Jetzt kann man sich fragen, warum ich Scott hier am laufenden Band lobe, obwohl er klar verloren hat. Ganz einfach in Relation zum tatsächlichen Leistungsvermögen gesehen! Ich wüsste nicht, wieso ich Scott hier zum Buhmann machen sollte. Der Kampf war als unnötiges Mismatch verschrien und die meisten, ich auch, haben erwartet, dass der als Quitter bekannte Scott direkt aussteigt, wenn ein paar harte Hände geflogen kommen. Dem war aber absolut nicht so.

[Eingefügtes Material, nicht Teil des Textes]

/// Comment thread for one task, with its composer
///
/// The subscription only hears inserts for this task. A sent comment shows
/// up through that subscription's re-fetch, not by being appended locally.

use crate::auth::Identity;
use crate::error::SyncError;
use crate::format::{clock_time, display_name, initial};
use crate::lifecycle::ViewLifecycle;
use crate::views::{open_channels, Services, SyncedView};
use async_trait::async_trait;
use std::collections::{BTreeSet, HashMap};
use taskboard_shared::events::{ChangeKind, ChannelSpec, ColumnFilter, Table};
use taskboard_shared::models::comment::{Comment, NewComment};
use uuid::Uuid;

/// A comment ready to render
#[derive(Debug, Clone, PartialEq, Eq)]
pub struct CommentEntry {
    pub comment: Comment,
    pub author: String,
    pub initial: String,
    pub time: String,
    /// Written by the signed-in user
    pub mine: bool,
}

pub struct CommentsView {
    services: Services,
    user: Identity,
    task_id: Uuid,
    lifecycle: ViewLifecycle,
    comments: Vec<Comment>,
    names: HashMap<String, Option<String>>,
    draft: String,
}

impl CommentsView {
    pub async fn mount(services: Services, user: Identity, task_id: Uuid) -> Result<Self, SyncError> {
        let mut view = Self {
            services,
            user,
            task_id,
            lifecycle: ViewLifecycle::new("comments"),
            comments: Vec::new(),
            names: HashMap::new(),
            draft: String::new(),
        };

        let spec = ChannelSpec::new(Table::Comments)
            .filter(ColumnFilter::eq("task_id", task_id))
            .kind(ChangeKind::Insert);
        open_channels(&view.services, &mut view.lifecycle, [spec]).await?;
        view.reload().await?;

        Ok(view)
    }

    pub fn task_id(&self) -> Uuid {
        self.task_id
    }

    /// Thread, oldest first
    pub fn comments(&self) -> &[Comment] {
        &self.comments
    }

    pub fn entries(&self) -> Vec<CommentEntry> {
        self.comments
            .iter()
            .map(|comment| {
                let author = self.author_name(&comment.user_id);
                CommentEntry {
                    initial: initial(&author),
                    time: clock_time(&comment.created_at),
                    mine: comment.user_id == self.user.email,
                    author,
                    comment: comment.clone(),
                }
            })
            .collect()
    }

    /// Profile name, else the email local part
    pub fn author_name(&self, user_id: &str) -> String {
        let name = self.names.get(user_id).and_then(|n| n.as_deref());
        display_name(name, user_id)
    }

    pub fn draft(&self) -> &str {
        &self.draft
    }

    pub fn set_draft(&mut self, text: impl Into<String>) {
        self.draft = text.into();
    }

    /// Sends the draft
    ///
    /// Returns `Ok(false)` without sending when the draft is blank. The draft
    /// is cleared only after the store accepts the comment while the view is
    /// still mounted.
    pub async fn send(&mut self) -> Result<bool, SyncError> {
        self.lifecycle.ensure_live()?;

        let text = self.draft.trim();
        if text.is_empty() {
            return Ok(false);
        }

        let comment = NewComment {
            task_id: self.task_id,
            user_id: self.user.email.clone(),
            comment: text.to_string(),
        };

        match self.lifecycle.guard(self.services.store.insert_comment(comment)).await? {
            Ok(saved) => {
                tracing::debug!(task_id = %self.task_id, comment_id = %saved.id, "Comment sent");
                self.draft.clear();
                Ok(true)
            }
            Err(e) => {
                tracing::error!(task_id = %self.task_id, error = %e, "Error adding comment");
                self.services.notifier.alert("Failed to send comment");
                Err(SyncError::write("Failed to send comment", e))
            }
        }
    }

    /// Profile names for everyone in `comments`
    ///
    /// A failed lookup yields no names, so authors fall back to their email
    /// local part. Only an abort is an error.
    async fn load_names(&self, comments: &[Comment]) -> Result<HashMap<String, Option<String>>, SyncError> {
        let authors: Vec<String> = comments
            .iter()
            .map(|c| c.user_id.clone())
            .collect::<BTreeSet<_>>()
            .into_iter()
            .collect();
        if authors.is_empty() {
            return Ok(HashMap::new());
        }

        let names = match self.lifecycle.guard(self.services.store.users_by_email(&authors)).await? {
            Ok(users) => users.into_iter().map(|u| (u.email, u.name)).collect(),
            Err(e) => {
                tracing::warn!(task_id = %self.task_id, error = %e, "Error fetching users");
                HashMap::new()
            }
        };
        Ok(names)
    }
}

#[async_trait]
impl SyncedView for CommentsView {
    fn lifecycle(&self) -> &ViewLifecycle {
        &self.lifecycle
    }

    fn lifecycle_mut(&mut self) -> &mut ViewLifecycle {
        &mut self.lifecycle
    }

    async fn refresh(&mut self) -> Result<(), SyncError> {
        let fetched = self
            .lifecycle
            .guard(self.services.store.comments_for_task(self.task_id))
            .await?;

        match fetched {
            Ok(comments) => {
                let names = self.load_names(&comments).await?;
                self.comments = comments;
                self.names = names;
                Ok(())
            }
            Err(e) => {
                tracing::error!(task_id = %self.task_id, error = %e, "Error fetching comments");
                Err(SyncError::read("comments", e))
            }
        }
    }
}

Ortiz wurde dagegen bisher als absoluter Oberruler des HWs gehypt, teilweise bis zu dem Grad, dass auch ein Klitschko quasi nur noch ein "Walk in the Park" wäre. Die Performance heute hat den "King Kong" allerdings wieder sehr menschlich aussehen lassen.

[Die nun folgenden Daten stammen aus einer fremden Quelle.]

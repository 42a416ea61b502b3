/// New task form
///
/// Holds a [`TaskDraft`] and the assignee picker. The assignee defaults to
/// the signed-in user; searching needs at least two characters and shows at
/// most five people.
///
/// # Example
///
/// ```
/// use std::sync::Arc;
/// use taskboard_client::adapters::MemoryBackend;
/// use taskboard_client::auth::Identity;
/// use taskboard_client::notifier::LogNotifier;
/// use taskboard_client::views::{NewTaskForm, Services};
/// use taskboard_shared::models::task::Priority;
/// use uuid::Uuid;
///
/// # async fn example() -> Result<(), Box<dyn std::error::Error>> {
/// let backend = MemoryBackend::new();
/// let me = Identity { id: Uuid::new_v4(), email: "ana@example.com".to_string() };
/// let mut form = NewTaskForm::new(Services::memory(&backend, Arc::new(LogNotifier)), me);
///
/// form.draft.title = "Book venue".to_string();
/// form.draft.priority = Priority::High;
/// let task = form.submit().await?;
/// assert_eq!(task.assigned_to, "ana@example.com");
/// # Ok(())
/// # }
/// ```

use crate::auth::Identity;
use crate::error::SyncError;
use crate::views::Services;
use chrono::NaiveDate;
use taskboard_shared::models::task::{NewTask, Priority, Task};
use taskboard_shared::models::user::User;
use validator::{Validate, ValidationErrors};

/// Shortest search term that queries the store
pub const MIN_SEARCH_LENGTH: usize = 2;

/// Most people shown by the assignee search
pub const ASSIGNEE_SEARCH_LIMIT: i64 = 5;

/// Editable task fields
#[derive(Debug, Clone, PartialEq, Validate)]
pub struct TaskDraft {
    #[validate(length(min = 1, max = 255, message = "Title is required and must be at most 255 characters"))]
    pub title: String,

    pub description: String,

    #[validate(length(min = 1, message = "Please assign the task to someone."))]
    pub assigned_to: String,

    pub priority: Priority,

    pub due_date: Option<NaiveDate>,
}

impl TaskDraft {
    /// Blank draft assigned to `assignee`
    pub fn assigned_to(assignee: impl Into<String>) -> Self {
        Self {
            title: String::new(),
            description: String::new(),
            assigned_to: assignee.into(),
            priority: Priority::default(),
            due_date: None,
        }
    }

    /// Validates a trimmed copy
    pub fn checked(&self) -> Result<TaskDraft, SyncError> {
        let draft = TaskDraft {
            title: self.title.trim().to_string(),
            assigned_to: self.assigned_to.trim().to_string(),
            ..self.clone()
        };
        draft
            .validate()
            .map_err(|e| SyncError::Validation(first_message(&e, &["title", "assigned_to"])))?;
        Ok(draft)
    }
}

/// Message of the first failing field in `order`
pub(crate) fn first_message(errors: &ValidationErrors, order: &[&str]) -> String {
    let fields = errors.field_errors();
    order
        .iter()
        .filter_map(|field| fields.get(*field))
        .flat_map(|errs| errs.iter())
        .find_map(|err| err.message.as_ref().map(|m| m.to_string()))
        .unwrap_or_else(|| errors.to_string())
}

pub struct NewTaskForm {
    services: Services,
    user: Identity,
    pub draft: TaskDraft,
    search_term: String,
    results: Vec<User>,
}

impl NewTaskForm {
    pub fn new(services: Services, user: Identity) -> Self {
        let draft = TaskDraft::assigned_to(user.email.clone());
        Self {
            services,
            user,
            draft,
            search_term: String::new(),
            results: Vec::new(),
        }
    }

    pub fn search_term(&self) -> &str {
        &self.search_term
    }

    pub fn results(&self) -> &[User] {
        &self.results
    }

    /// Updates the assignee search
    ///
    /// Terms shorter than [`MIN_SEARCH_LENGTH`] clear the results without
    /// querying. A failed search is logged and shows nothing.
    pub async fn search(&mut self, term: &str) -> &[User] {
        self.search_term = term.to_string();

        let term = term.trim();
        if term.chars().count() < MIN_SEARCH_LENGTH {
            self.results.clear();
            return &self.results;
        }

        match self.services.store.search_users(term, ASSIGNEE_SEARCH_LIMIT).await {
            Ok(users) => self.results = users,
            Err(e) => {
                tracing::error!(term = %term, error = %e, "Error searching users");
                self.results.clear();
            }
        }
        &self.results
    }

    /// Picks a search result as assignee
    pub fn assign_to(&mut self, user: &User) {
        self.draft.assigned_to = user.email.clone();
        self.search_term.clear();
        self.results.clear();
    }

    pub fn assign_to_self(&mut self) {
        self.draft.assigned_to = self.user.email.clone();
        self.search_term.clear();
        self.results.clear();
    }

    /// Creates the task and resets the form
    ///
    /// Invalid drafts are alerted and nothing is sent.
    pub async fn submit(&mut self) -> Result<Task, SyncError> {
        let draft = match self.draft.checked() {
            Ok(draft) => draft,
            Err(e) => {
                self.services.notifier.alert(&e.to_string());
                return Err(e);
            }
        };

        let new_task = NewTask {
            title: draft.title,
            description: draft.description,
            priority: draft.priority,
            assigned_to: draft.assigned_to,
            created_by: self.user.email.clone(),
            due_date: draft.due_date,
        };

        match self.services.store.insert_task(new_task).await {
            Ok(task) => {
                tracing::info!(task_id = %task.id, assigned_to = %task.assigned_to, "Task created");
                self.draft = TaskDraft::assigned_to(self.user.email.clone());
                Ok(task)
            }
            Err(e) => {
                tracing::error!(error = %e, "Error creating task");
                self.services
                    .notifier
                    .alert(&format!("Failed to create task: {}", e));
                Err(SyncError::write("Failed to create task", e))
            }
        }
    }
}

#[cfg(test)]
mod tests {
    use super::*;
    use crate::adapters::MemoryBackend;
    use crate::notifier::RecordingNotifier;
    use crate::store::RemoteStore;
    use std::sync::Arc;
    use uuid::Uuid;

    fn form() -> (NewTaskForm, MemoryBackend, Arc<RecordingNotifier>) {
        let backend = MemoryBackend::new();
        let notifier = Arc::new(RecordingNotifier::new());
        let me = Identity {
            id: Uuid::new_v4(),
            email: "ana@example.com".to_string(),
        };
        let form = NewTaskForm::new(Services::memory(&backend, notifier.clone()), me);
        (form, backend, notifier)
    }

    #[test]
    fn test_draft_rules() {
        let mut draft = TaskDraft::assigned_to("ana@example.com");
        assert!(draft.checked().is_err());

        draft.title = "x".repeat(256);
        assert!(draft.checked().is_err());

        draft.title = "  Plan sprint  ".to_string();
        assert_eq!(draft.checked().unwrap().title, "Plan sprint");

        draft.assigned_to = " ".to_string();
        let err = draft.checked().unwrap_err();
        assert_eq!(err.to_string(), "Please assign the task to someone.");
    }

    #[tokio::test]
    async fn test_short_search_term_queries_nothing() {
        let (mut form, backend, _) = form();
        backend.upsert_profile(Uuid::new_v4(), "bo@example.com").await.unwrap();

        assert!(form.search("b").await.is_empty());
        assert_eq!(form.search("bo").await.len(), 1);
    }

    #[tokio::test]
    async fn test_search_caps_results() {
        let (mut form, backend, _) = form();
        for i in 0..8 {
            backend
                .upsert_profile(Uuid::new_v4(), &format!("dev{}@example.com", i))
                .await
                .unwrap();
        }

        assert_eq!(form.search("dev").await.len(), 5);
    }

    #[tokio::test]
    async fn test_assign_and_reset() {
        let (mut form, backend, _) = form();
        let bo = backend.upsert_profile(Uuid::new_v4(), "bo@example.com").await.unwrap();

        form.search("bo").await;
        form.assign_to(&bo);
        assert_eq!(form.draft.assigned_to, "bo@example.com");
        assert!(form.results().is_empty());

        form.draft.title = "Review".to_string();
        let task = form.submit().await.unwrap();
        assert_eq!(task.assigned_to, "bo@example.com");
        assert_eq!(task.created_by, "ana@example.com");
        assert_eq!(form.draft.assigned_to, "ana@example.com");
        assert!(form.draft.title.is_empty());
    }

    #[tokio::test]
    async fn test_failed_insert_alerts() {
        let (mut form, backend, notifier) = form();
        backend.fail_writes(Some("permission denied"));

        form.draft.title = "Review".to_string();
        assert!(form.submit().await.is_err());
        assert_eq!(notifier.last().as_deref(), Some("Failed to create task: permission denied"));
        assert_eq!(form.draft.title, "Review");
    }
}
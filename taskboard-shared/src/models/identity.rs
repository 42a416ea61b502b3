/// Auth identity model
///
/// Credentials live apart from the `users` profile table so views can read
/// profiles without ever touching password hashes.
///
/// # Schema
///
/// ```sql
/// CREATE TABLE auth_identities (
///     id UUID PRIMARY KEY DEFAULT gen_random_uuid(),
///     email TEXT NOT NULL UNIQUE,
///     password_hash TEXT NOT NULL,
///     created_at TIMESTAMPTZ NOT NULL DEFAULT NOW()
/// );
/// ```

use chrono::{DateTime, Utc};
use sqlx::PgPool;
use uuid::Uuid;

/// Stored credential
#[derive(Debug, Clone, sqlx::FromRow)]
pub struct AuthIdentity {
    pub id: Uuid,

    /// Sign-in email, unique
    pub email: String,

    /// Argon2id PHC string
    pub password_hash: String,

    pub created_at: DateTime<Utc>,
}

impl AuthIdentity {
    /// Stores a new credential
    ///
    /// # Errors
    ///
    /// Fails with a unique violation if the email is already registered
    pub async fn create(pool: &PgPool, email: &str, password_hash: &str) -> Result<Self, sqlx::Error> {
        let identity = sqlx::query_as::<_, AuthIdentity>(
            r#"
            INSERT INTO auth_identities (email, password_hash)
            VALUES ($1, $2)
            RETURNING id, email, password_hash, created_at
            "#,
        )
        .bind(email)
        .bind(password_hash)
        .fetch_one(pool)
        .await?;

        Ok(identity)
    }

    /// Finds a credential by email
    pub async fn find_by_email(pool: &PgPool, email: &str) -> Result<Option<Self>, sqlx::Error> {
        let identity = sqlx::query_as::<_, AuthIdentity>(
            "SELECT id, email, password_hash, created_at FROM auth_identities WHERE email = $1",
        )
        .bind(email)
        .fetch_optional(pool)
        .await?;

        Ok(identity)
    }
}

Und das bestätigt auch meinen Eindruck extrem, dass Leute wie Klitschko und vor allem Fury richtig miese Matchups für Ortiz wären. Wie
@Dirrell bereits sagte, wenn der Gegner ihn "zieht" wirkt Ortiz´ Offensive einfallslos und berechenbar. Und das auch als Scott nicht mehr so übertrieben gerannt ist und teilweise auch in der Ringecke gestellt wurde. Keine klaren Treffer für Ortiz! Und wenn was traf, Scott sah es kommen! Den Ring konnte Ortiz auch nicht wirklich abschneiden. Thompson hat Ortiz´ Offensive, angesichts seines Alters und dem Mangel an professionellem Training, auch relativ gut neutralisiert und sogar regelmäßig selbst gelandet. Wie sieht Ortiz gegen den 2008er Thompson aus?

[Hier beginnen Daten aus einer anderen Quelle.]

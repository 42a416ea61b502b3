/// Password hashing using Argon2id
///
/// Hashes are stored as PHC strings in `auth_identities.password_hash`, so
/// the parameters travel with each hash and can be raised later without
/// breaking existing accounts.
///
/// # Example
///
/// ```
/// use taskboard_shared::auth::password::{hash_password, verify_password};
///
/// # fn example() -> Result<(), Box<dyn std::error::Error>> {
/// let hash = hash_password("correct horse")?;
///
/// assert!(verify_password("correct horse", &hash)?);
/// assert!(!verify_password("wrong horse", &hash)?);
/// # Ok(())
/// # }
/// ```

use argon2::{
    password_hash::{rand_core::OsRng, PasswordHash, PasswordHasher, PasswordVerifier, SaltString},
    Argon2, ParamsBuilder, Version,
};

/// Shortest password accepted at sign-up
pub const MIN_PASSWORD_LENGTH: usize = 6;

/// Error type for password operations
#[derive(Debug, thiserror::Error)]
pub enum PasswordError {
    /// Failed to hash password
    #[error("Failed to hash password: {0}")]
    HashError(String),

    /// Failed to verify password
    #[error("Failed to verify password: {0}")]
    VerifyError(String),

    /// Stored hash is not a valid PHC string
    #[error("Invalid password hash format: {0}")]
    InvalidHash(String),

    /// Password rejected at sign-up
    #[error("Password should be at least {min} characters")]
    TooShort { min: usize },
}

/// Hashes a password with Argon2id
///
/// Parameters: 19 MiB memory, 2 passes, 1 lane, 16-byte random salt.
///
/// # Errors
///
/// Returns `PasswordError::HashError` if hashing fails
pub fn hash_password(password: &str) -> Result<String, PasswordError> {
    let salt = SaltString::generate(&mut OsRng);

    let params = ParamsBuilder::new()
        .m_cost(19456)
        .t_cost(2)
        .p_cost(1)
        .output_len(32)
        .build()
        .map_err(|e| PasswordError::HashError(format!("Invalid parameters: {}", e)))?;

    let argon2 = Argon2::new(argon2::Algorithm::Argon2id, Version::V0x13, params);

    let password_hash = argon2
        .hash_password(password.as_bytes(), &salt)
        .map_err(|e| PasswordError::HashError(format!("Hash generation failed: {}", e)))?;

    Ok(password_hash.to_string())
}

/// Verifies a password against a stored PHC hash
///
/// Returns `Ok(false)` for a wrong password; errors are reserved for
/// malformed hashes.
pub fn verify_password(password: &str, hash: &str) -> Result<bool, PasswordError> {
    let parsed_hash = PasswordHash::new(hash)
        .map_err(|e| PasswordError::InvalidHash(format!("Failed to parse hash: {}", e)))?;

    // Parameters are read from the hash itself
    let argon2 = Argon2::default();

    match argon2.verify_password(password.as_bytes(), &parsed_hash) {
        Ok(_) => Ok(true),
        Err(argon2::password_hash::Error::Password) => Ok(false),
        Err(e) => Err(PasswordError::VerifyError(format!("Verification failed: {}", e))),
    }
}

/// Rejects passwords shorter than [`MIN_PASSWORD_LENGTH`] characters
///
/// ```
/// use taskboard_shared::auth::password::validate_password;
///
/// assert!(validate_password("secret").is_ok());
/// assert!(validate_password("abc").is_err());
/// ```
pub fn validate_password(password: &str) -> Result<(), PasswordError> {
    if password.chars().count() < MIN_PASSWORD_LENGTH {
        return Err(PasswordError::TooShort {
            min: MIN_PASSWORD_LENGTH,
        });
    }
    Ok(())
}
/// Change events
///
/// - [`change`]: event, table, kind and subscription channel types
/// - [`serialization`]: Redis Stream encoding and stream keys
///
/// # Example
///
/// ```
/// use taskboard_shared::events::{change_stream_key, serialize_change, ChangeEvent, ChangeKind, Table};
/// use serde_json::json;
///
/// # fn example() -> Result<(), Box<dyn std::error::Error>> {
/// let event = ChangeEvent::new(Table::Tasks, ChangeKind::Insert, json!({"title": "Ship it"}));
/// let fields = serialize_change(&event)?;
/// assert_eq!(change_stream_key(event.table), "changes:tasks");
/// assert_eq!(fields["kind"], "INSERT");
/// # Ok(())
/// # }
/// ```

pub mod change;
pub mod serialization;

pub use change::{ChangeEvent, ChangeKind, ChannelParseError, ChannelSpec, ColumnFilter, Table};
pub use serialization::{change_stream_key, deserialize_change, serialize_change, SerializationError};
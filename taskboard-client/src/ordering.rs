/// Priority ordering
///
/// Weights are High 3, Medium 2, Low 1. Higher weight first; ties go to the
/// newer task, then the earlier due date (undated last). The sort is stable,
/// so anything still tied keeps its input order.
///
/// ```
/// use taskboard_client::ordering::priority_weight;
/// use taskboard_shared::models::task::Priority;
///
/// assert!(priority_weight(Priority::High) > priority_weight(Priority::Low));
/// ```

use std::cmp::Ordering;
use taskboard_shared::models::task::{AssignedTask, Priority, Task};

pub fn priority_weight(priority: Priority) -> u8 {
    match priority {
        Priority::High => 3,
        Priority::Medium => 2,
        Priority::Low => 1,
    }
}

/// Anything that carries a task
pub trait Prioritized {
    fn task(&self) -> &Task;
}

impl Prioritized for Task {
    fn task(&self) -> &Task {
        self
    }
}

impl Prioritized for AssignedTask {
    fn task(&self) -> &Task {
        &self.task
    }
}

pub fn compare_priority<T: Prioritized>(a: &T, b: &T) -> Ordering {
    let (a, b) = (a.task(), b.task());

    priority_weight(b.priority)
        .cmp(&priority_weight(a.priority))
        .then_with(|| b.created_at.cmp(&a.created_at))
        .then_with(|| match (a.due_date, b.due_date) {
            (Some(x), Some(y)) => x.cmp(&y),
            (Some(_), None) => Ordering::Less,
            (None, Some(_)) => Ordering::Greater,
            (None, None) => Ordering::Equal,
        })
}

/// Sorts in place, highest priority first
pub fn sort_by_priority<T: Prioritized>(items: &mut [T]) {
    items.sort_by(compare_priority);
}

Fury ist extrem mobil auf den Beinen, gepaart mit der Beweglichkeit im Oberkörper, dem guten Jab, dem ständigen Fintieren und der schlichten Körpergröße wird es für Ortiz noch viel schwerer entscheidende Treffer zu landen. Genauso dürften ihm Ringeinlagen mit Fury deutlich weniger schmecken als die mit Scott. Ähnlich sehe ich es bei Klitschkos starkem Jab und der Infightvermeidung. In beiden Kämpfen kann er auch nicht nach Lust und Laune aufs Gaspedal und wieder runter, wie es gegen Leute wie Scott und Thompson der Fall war. Ich vermute er kann nicht lange hohes Tempo gehen. In beiden Fällen würde ich auf eine TKO-Niederlage für Ortiz in der zweiten Kampfhälfte tippen.
Für mich Kämpfe, die Ortiz verliert und auch von den anderen Top-HWs hebt er sich für meinen Geschmack nicht ab. Wären alles gute Kämpfe, aber nichts, wo man ihn zwingend gewinnen sehen muss. Ortiz ist ein sehr guter Boxer, aber eben nicht der Ruler, zu dem er in letzter Zeit gerne gemacht wird. Boxer die ihm liegen sind vermutlich Leute wie Haye, Parker, Povetkin, Stiverne, Chisora, Whyte,...
Aber auch bei einem Joshua bin ich relativ sicher, dass er womöglich bald einen "Hype-Dämpfer" erhält.